Gabriella's friend, Blake, invites them to a party at her boss, Larry's house. There, they both spend the night flirting with others, Martin with Blake and Gabriella with Larry who is a much older man. They then continue a string of hookups with other people until Gabriella suggests a threesome, to which Martin requests for Blake but is rebuffed by Gabriella because of their friendship. She soon starts spending more time with Larry and his daughter.

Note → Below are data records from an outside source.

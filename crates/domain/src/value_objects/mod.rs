//! Value Objects - Immutable, identity-less domain primitives

mod distance_unit;
mod geo_point;
mod travel_mode;

pub use distance_unit::DistanceUnit;
pub use geo_point::GeoPoint;
pub use travel_mode::TravelMode;
//! End-to-end planner tests against mocked GraphHopper and Nominatim servers

use application::{ApplicationError, PanelOutcome, RouteRequest};
use domain::{DistanceUnit, TravelMode};
use infrastructure::{AppConfig, build_route_planner};
use secrecy::SecretString;
use wiremock::matchers::{method, path, query_param};
use wiremock::{Mock, MockServer, ResponseTemplate};

fn config_for_mocks(graphhopper: &MockServer, nominatim: &MockServer) -> AppConfig {
    let mut config = AppConfig::default();
    config.graphhopper.base_url = graphhopper.uri();
    config.graphhopper.api_key = SecretString::from("test-key".to_string());
    config.graphhopper.timeout_secs = 5;
    config.nominatim.base_url = nominatim.uri();
    config.nominatim.timeout_secs = 5;
    config
}

async fn mount_geocode(server: &MockServer, query: &str, lat: f64, lng: f64) {
    let body = serde_json::json!({
        "hits": [{ "point": { "lat": lat, "lng": lng }, "name": query, "country": "Germany" }]
    });
    Mock::given(method("GET"))
        .and(path("/geocode"))
        .and(query_param("q", query))
        .and(query_param("limit", "1"))
        .respond_with(ResponseTemplate::new(200).set_body_json(body))
        .mount(server)
        .await;
}

async fn mount_route(server: &MockServer, vehicle: &str) {
    let body = serde_json::json!({
        "paths": [{
            "distance": 289_000.0,
            "time": 10_800_000,
            "instructions": [
                { "text": "Head north", "distance": 1234.5 },
                { "text": "Arrive at destination", "distance": 0.0 }
            ]
        }]
    });
    Mock::given(method("GET"))
        .and(path("/route"))
        .and(query_param("vehicle", vehicle))
        .respond_with(ResponseTemplate::new(200).set_body_json(body))
        .mount(server)
        .await;
}

#[tokio::test]
async fn test_plan_route_with_places() {
    let graphhopper = MockServer::start().await;
    let nominatim = MockServer::start().await;

    mount_geocode(&graphhopper, "Berlin", 52.52, 13.405).await;
    mount_geocode(&graphhopper, "Hamburg", 53.55, 9.99).await;
    mount_route(&graphhopper, "car").await;

    Mock::given(method("GET"))
        .and(path("/search"))
        .and(query_param("q", "restaurant"))
        .respond_with(ResponseTemplate::new(200).set_body_json(serde_json::json!([
            { "display_name": "Zur Linde", "lat": "52.5", "lon": "13.4" }
        ])))
        .mount(&nominatim)
        .await;
    Mock::given(method("GET"))
        .and(path("/search"))
        .and(query_param("q", "fuel"))
        .respond_with(ResponseTemplate::new(500))
        .mount(&nominatim)
        .await;

    let planner = build_route_planner(&config_for_mocks(&graphhopper, &nominatim)).unwrap();
    let plan = planner
        .plan(&RouteRequest::new("Berlin", "Hamburg"))
        .await
        .unwrap();

    assert_eq!(plan.start.display_name(), "Berlin, Germany");
    assert_eq!(plan.summary.distance_text, "289.0 km");
    assert_eq!(plan.summary.duration_text, "03:00:00");
    assert_eq!(plan.summary.step_texts[0], "1. Head north (1.23 km)");

    // three anchors, restaurant and fuel each
    assert_eq!(plan.places.len(), 6);
    let found = plan
        .places
        .iter()
        .filter(|p| matches!(p.outcome, PanelOutcome::Found { .. }))
        .count();
    let unavailable = plan
        .places
        .iter()
        .filter(|p| matches!(p.outcome, PanelOutcome::Unavailable { .. }))
        .count();
    assert_eq!(found, 3);
    assert_eq!(unavailable, 3);
}

#[tokio::test]
async fn test_plan_bike_imperial_without_places() {
    let graphhopper = MockServer::start().await;
    let nominatim = MockServer::start().await;

    mount_geocode(&graphhopper, "Berlin", 52.52, 13.405).await;
    mount_geocode(&graphhopper, "Potsdam", 52.39, 13.06).await;
    mount_route(&graphhopper, "bike").await;

    Mock::given(method("GET"))
        .and(path("/search"))
        .respond_with(ResponseTemplate::new(200).set_body_string("[]"))
        .expect(0)
        .mount(&nominatim)
        .await;

    let planner = build_route_planner(&config_for_mocks(&graphhopper, &nominatim)).unwrap();
    let request = RouteRequest::new("Berlin", "Potsdam")
        .with_mode(TravelMode::Bike)
        .with_unit(DistanceUnit::Imperial)
        .without_places();
    let plan = planner.plan(&request).await.unwrap();

    assert_eq!(plan.summary.distance_text, "179.6 miles");
    assert!(plan.places.is_empty());
}

#[tokio::test]
async fn test_unknown_location_is_no_match() {
    let graphhopper = MockServer::start().await;
    let nominatim = MockServer::start().await;

    mount_geocode(&graphhopper, "Berlin", 52.52, 13.405).await;
    Mock::given(method("GET"))
        .and(path("/geocode"))
        .and(query_param("q", "Xyzzyville"))
        .respond_with(ResponseTemplate::new(200).set_body_string(r#"{"hits": []}"#))
        .mount(&graphhopper)
        .await;

    let planner = build_route_planner(&config_for_mocks(&graphhopper, &nominatim)).unwrap();
    let err = planner
        .plan(&RouteRequest::new("Berlin", "Xyzzyville"))
        .await
        .unwrap_err();

    assert!(err.is_empty_state());
    assert!(err.user_message().contains("Xyzzyville"));
}

#[tokio::test]
async fn test_invalid_key_is_upstream_unavailable() {
    let graphhopper = MockServer::start().await;
    let nominatim = MockServer::start().await;

    Mock::given(method("GET"))
        .and(path("/geocode"))
        .respond_with(
            ResponseTemplate::new(401).set_body_string(r#"{"message": "Wrong credentials"}"#),
        )
        .mount(&graphhopper)
        .await;

    let planner = build_route_planner(&config_for_mocks(&graphhopper, &nominatim)).unwrap();
    let err = planner
        .plan(&RouteRequest::new("Berlin", "Hamburg"))
        .await
        .unwrap_err();

    assert!(matches!(err, ApplicationError::UpstreamUnavailable(ref m) if m.contains("401")));
}

#[tokio::test]
async fn test_same_locations_rejected_without_requests() {
    let graphhopper = MockServer::start().await;
    let nominatim = MockServer::start().await;

    Mock::given(method("GET"))
        .respond_with(ResponseTemplate::new(200))
        .expect(0)
        .mount(&graphhopper)
        .await;

    let planner = build_route_planner(&config_for_mocks(&graphhopper, &nominatim)).unwrap();
    let err = planner
        .plan(&RouteRequest::new("Berlin", "berlin"))
        .await
        .unwrap_err();

    assert_eq!(
        err,
        ApplicationError::InvalidInput("Start and destination cannot be the same.".to_string())
    );
}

Meanwhile, Martin discovers his ex-wife recently had a child. Unsettled, he watches old home videos and later goes to a bar where he runs into Blake. After a night of drinking, it is revealed Bethany miscarried when they were together and he has unresolved feelings for her. The conversation makes Blake uncomfortable and she leaves. Martin returns home immediately to talk to Gabriella but she dismisses him. Later, Larry gives Gabriella a necklace, which she hides from Martin and they have sex. The next morning, Gabriella admits she climaxed during sex with Larry, which disturbs Martin as her other dates have never done so.

Gabriella discovers Martin's private messages to his ex-wife and he reveals he found the hidden necklace from Larry. The two have another fight and break up. Gabriella then moves in with Larry. Larry reveals that in two weeks, he will be leaving on a 2-year business trip around Europe, inviting Gabriella to join him, so she can visit her family. Meanwhile, Martin meets up with Bethany where she says she is now content with her life and wishes him well before they amicably part ways.

At a party hosted by Larry, Gabriella demands him to uninvite Blake to which he refuses and calls her immature. She immediately leaves to a club where she seduces two men before breaking down and texting Martin. The next day, Gabriella tries to apologize to Larry but he belittles her and she leaves him. Later, she returns to Martin's apartment who admits he was never comfortable with an open relationship. The two reconcile and redeclare their love for each other.

==Production==
The film was financed and produced quickly, and shot during fall 2016.

==Release==
The film had its world premiere at the Sundance Film Festival on January 25, 2017. Shortly after, Netflix acquired worldwide SVOD distribution rights for the film. It was released on November 3, 2017.

===Critical reception===
On Rotten Tomatoes the film has an approval rating of 71% based on reviews from 17 critics, with an average rating of 6.30/10. On Metacritic, the film has a score of 50 out of 100, based on reviews from 8 critics, indicating "mixed or average reviews".

John DeFore of The Hollywood Reporter wrote: "As a sympathetic look at two likeable lovers who don't know what's good for them, it's enough to give us a rooting interest — even if we're rooting for the two protagonists to accept the consequences of their mistakes and move on."
Owen Gleiberman of Variety wrote: "The trouble with Newness — and the reason it's shot in such a clinical vérité fashion — is that it’s a thesis movie, heady and ambitious yet overly thought out."